Stored items
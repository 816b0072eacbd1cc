use std::collections::HashMap;
use std::sync::{Arc, Mutex};
use tokio::sync::{Mutex as AsyncMutex, OwnedMutexGuard};

/// Serializes mutations of one quiz session; distinct sessions never contend.
#[derive(Clone, Default)]
pub struct SessionLocks {
    inner: Arc<Mutex<HashMap<String, Arc<AsyncMutex<()>>>>>,
}

impl SessionLocks {
    pub fn new() -> Self {
        Self::default()
    }

    pub async fn acquire(&self, session_id: &str) -> OwnedMutexGuard<()> {
        let lock = {
            let mut map = self.inner.lock().unwrap_or_else(|poisoned| poisoned.into_inner());
            // Entries nobody else holds are dropped to keep the map bounded.
            map.retain(|id, lock| id == session_id || Arc::strong_count(lock) > 1);
            map.entry(session_id.to_string())
                .or_insert_with(|| Arc::new(AsyncMutex::new(())))
                .clone()
        };
        lock.lock_owned().await
    }

    #[cfg(test)]
    fn tracked(&self) -> usize {
        self.inner
            .lock()
            .map(|map| map.len())
            .unwrap_or_default()
    }
}
use async_trait::async_trait;
use std::sync::Arc;
use thiserror::Error;

use crate::models::{QuizAttempt, QuizSession, Word};

pub mod memory;
pub mod mongo;

pub use memory::InMemoryRepository;
pub use mongo::MongoRepository;

/// Errors surfaced by storage adapters.
#[derive(Debug, Error)]
#[non_exhaustive]
pub enum StorageError {
    /// Carries the entity name, e.g. "Word".
    #[error("{0} not found")]
    NotFound(String),

    #[error("conflict: {0}")]
    Conflict(String),

    #[error("connection error: {0}")]
    Connection(String),

    #[error("serialization error: {0}")]
    Serialization(String),
}

/// Word bank persistence. `text` is expected to be normalized by the caller,
/// so uniqueness is an exact match on it.
#[async_trait]
pub trait WordRepository: Send + Sync {
    /// # Errors
    ///
    /// `StorageError::Conflict` if a word with the same text exists.
    async fn insert_word(&self, word: &Word) -> Result<(), StorageError>;

    /// Replaces the stored word with the same id.
    ///
    /// # Errors
    ///
    /// `StorageError::NotFound` if missing, `StorageError::Conflict` if the
    /// new text collides with another word.
    async fn update_word(&self, word: &Word) -> Result<(), StorageError>;

    async fn get_word(&self, id: &str) -> Result<Word, StorageError>;

    async fn find_by_text(&self, text: &str) -> Result<Option<Word>, StorageError>;

    /// Sorted by text.
    async fn list_words(&self, active_only: bool) -> Result<Vec<Word>, StorageError>;

    /// The active pool minus `exclude`.
    async fn active_words_excluding(&self, exclude: &[String])
        -> Result<Vec<Word>, StorageError>;

    async fn delete_word(&self, id: &str) -> Result<(), StorageError>;

    /// Returns how many of `ids` were deleted; unknown ids are skipped.
    async fn delete_words(&self, ids: &[String]) -> Result<u64, StorageError>;

    /// Best-effort: a missing word is not an error.
    async fn increment_usage(&self, id: &str) -> Result<(), StorageError>;

    async fn ping(&self) -> Result<(), StorageError> {
        Ok(())
    }
}

#[async_trait]
pub trait QuizSessionRepository: Send + Sync {
    /// Atomically writes the whole session row (insert or replace).
    async fn save_session(&self, session: &QuizSession) -> Result<(), StorageError>;

    /// Appends `attempt` and writes `session` as one unit: either both are
    /// stored or neither is.
    async fn save_session_with_attempt(
        &self,
        session: &QuizSession,
        attempt: &QuizAttempt,
    ) -> Result<(), StorageError>;

    async fn get_session(&self, id: &str) -> Result<QuizSession, StorageError>;

    /// Newest first.
    async fn list_sessions(&self) -> Result<Vec<QuizSession>, StorageError>;
}

/// Read side of the append-only attempt log. Attempts are written only
/// through `QuizSessionRepository::save_session_with_attempt`.
#[async_trait]
pub trait AttemptRepository: Send + Sync {
    /// In creation order.
    async fn list_attempts(&self, session_id: &str) -> Result<Vec<QuizAttempt>, StorageError>;
}

/// Aggregates the repositories behind trait objects for easy backend swapping.
#[derive(Clone)]
pub struct Storage {
    pub words: Arc<dyn WordRepository>,
    pub sessions: Arc<dyn QuizSessionRepository>,
    pub attempts: Arc<dyn AttemptRepository>,
    pub backend: &'static str,
}

impl Storage {
    pub fn in_memory() -> Self {
        let repo = InMemoryRepository::new();
        Self {
            words: Arc::new(repo.clone()),
            sessions: Arc::new(repo.clone()),
            attempts: Arc::new(repo),
            backend: "memory",
        }
    }

    pub fn mongo(repo: MongoRepository) -> Self {
        Self {
            words: Arc::new(repo.clone()),
            sessions: Arc::new(repo.clone()),
            attempts: Arc::new(repo),
            backend: "mongodb",
        }
    }
}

**EXERCISE BRIEF**
For this task, print the records again exactly as they appear.

**SOLUTION TO THE PROBLEM**
repository 816b0072eacbd1cc
use std::collections::HashMap;
use std::sync::{Arc, Mutex};
use tokio::sync::{Mutex as AsyncMutex, OwnedMutexGuard};

/// Serializes mutations of one quiz session; distinct sessions never contend.
#[derive(Clone, Default)]
pub struct SessionLocks {
    inner: Arc<Mutex<HashMap<String, Arc<AsyncMutex<()>>>>>,
}

impl SessionLocks {
    pub fn new() -> Self {
        Self::default()
    }

    pub async fn acquire(&self, session_id: &str) -> OwnedMutexGuard<()> {
        let lock = {
            let mut map = self.inner.lock().unwrap_or_else(|poisoned| poisoned.into_inner());
            // Entries nobody else holds are dropped to keep the map bounded.
            map.retain(|id, lock| id == session_id || Arc::strong_count(lock) > 1);
            map.entry(session_id.to_string())
                .or_insert_with(|| Arc::new(AsyncMutex::new(())))
                .clone()
        };
        lock.lock_owned().await
    }

    #[cfg(test)]
    fn tracked(&self) -> usize {
        self.inner
            .lock()
            .map(|map| map.len())
            .unwrap_or_default()
    }
}
use async_trait::async_trait;
use std::sync::Arc;
use thiserror::Error;

use crate::models::{QuizAttempt, QuizSession, Word};

pub mod memory;
pub mod mongo;

pub use memory::InMemoryRepository;
pub use mongo::MongoRepository;

/// Errors surfaced by storage adapters.
#[derive(Debug, Error)]
#[non_exhaustive]
pub enum StorageError {
    /// Carries the entity name, e.g. "Word".
    #[error("{0} not found")]
    NotFound(String),

    #[error("conflict: {0}")]
    Conflict(String),

    #[error("connection error: {0}")]
    Connection(String),

    #[error("serialization error: {0}")]
    Serialization(String),
}

/// Word bank persistence. `text` is expected to be normalized by the caller,
/// so uniqueness is an exact match on it.
#[async_trait]
pub trait WordRepository: Send + Sync {
    /// # Errors
    ///
    /// `StorageError::Conflict` if a word with the same text exists.
    async fn insert_word(&self, word: &Word) -> Result<(), StorageError>;

    /// Replaces the stored word with the same id.
    ///
    /// # Errors
    ///
    /// `StorageError::NotFound` if missing, `StorageError::Conflict` if the
    /// new text collides with another word.
    async fn update_word(&self, word: &Word) -> Result<(), StorageError>;

    async fn get_word(&self, id: &str) -> Result<Word, StorageError>;

    async fn find_by_text(&self, text: &str) -> Result<Option<Word>, StorageError>;

    /// Sorted by text.
    async fn list_words(&self, active_only: bool) -> Result<Vec<Word>, StorageError>;

    /// The active pool minus `exclude`.
    async fn active_words_excluding(&self, exclude: &[String])
        -> Result<Vec<Word>, StorageError>;

    async fn delete_word(&self, id: &str) -> Result<(), StorageError>;

    /// Returns how many of `ids` were deleted; unknown ids are skipped.
    async fn delete_words(&self, ids: &[String]) -> Result<u64, StorageError>;

    /// Best-effort: a missing word is not an error.
    async fn increment_usage(&self, id: &str) -> Result<(), StorageError>;

    async fn ping(&self) -> Result<(), StorageError> {
        Ok(())
    }
}

#[async_trait]
pub trait QuizSessionRepository: Send + Sync {
    /// Atomically writes the whole session row (insert or replace).
    async fn save_session(&self, session: &QuizSession) -> Result<(), StorageError>;

    /// Appends `attempt` and writes `session` as one unit: either both are
    /// stored or neither is.
    async fn save_session_with_attempt(
        &self,
        session: &QuizSession,
        attempt: &QuizAttempt,
    ) -> Result<(), StorageError>;

    async fn get_session(&self, id: &str) -> Result<QuizSession, StorageError>;

    /// Newest first.
    async fn list_sessions(&self) -> Result<Vec<QuizSession>, StorageError>;
}

/// Read side of the append-only attempt log. Attempts are written only
/// through `QuizSessionRepository::save_session_with_attempt`.
#[async_trait]
pub trait AttemptRepository: Send + Sync {
    /// In creation order.
    async fn list_attempts(&self, session_id: &str) -> Result<Vec<QuizAttempt>, StorageError>;
}

/// Aggregates the repositories behind trait objects for easy backend swapping.
#[derive(Clone)]
pub struct Storage {
    pub words: Arc<dyn WordRepository>,
    pub sessions: Arc<dyn QuizSessionRepository>,
    pub attempts: Arc<dyn AttemptRepository>,
    pub backend: &'static str,
}

impl Storage {
    pub fn in_memory() -> Self {
        let repo = InMemoryRepository::new();
        Self {
            words: Arc::new(repo.clone()),
            sessions: Arc::new(repo.clone()),
            attempts: Arc::new(repo),
            backend: "memory",
        }
    }

    pub fn mongo(repo: MongoRepository) -> Self {
        Self {
            words: Arc::new(repo.clone()),
            sessions: Arc::new(repo.clone()),
            attempts: Arc::new(repo),
            backend: "mongodb",
        }
    }
}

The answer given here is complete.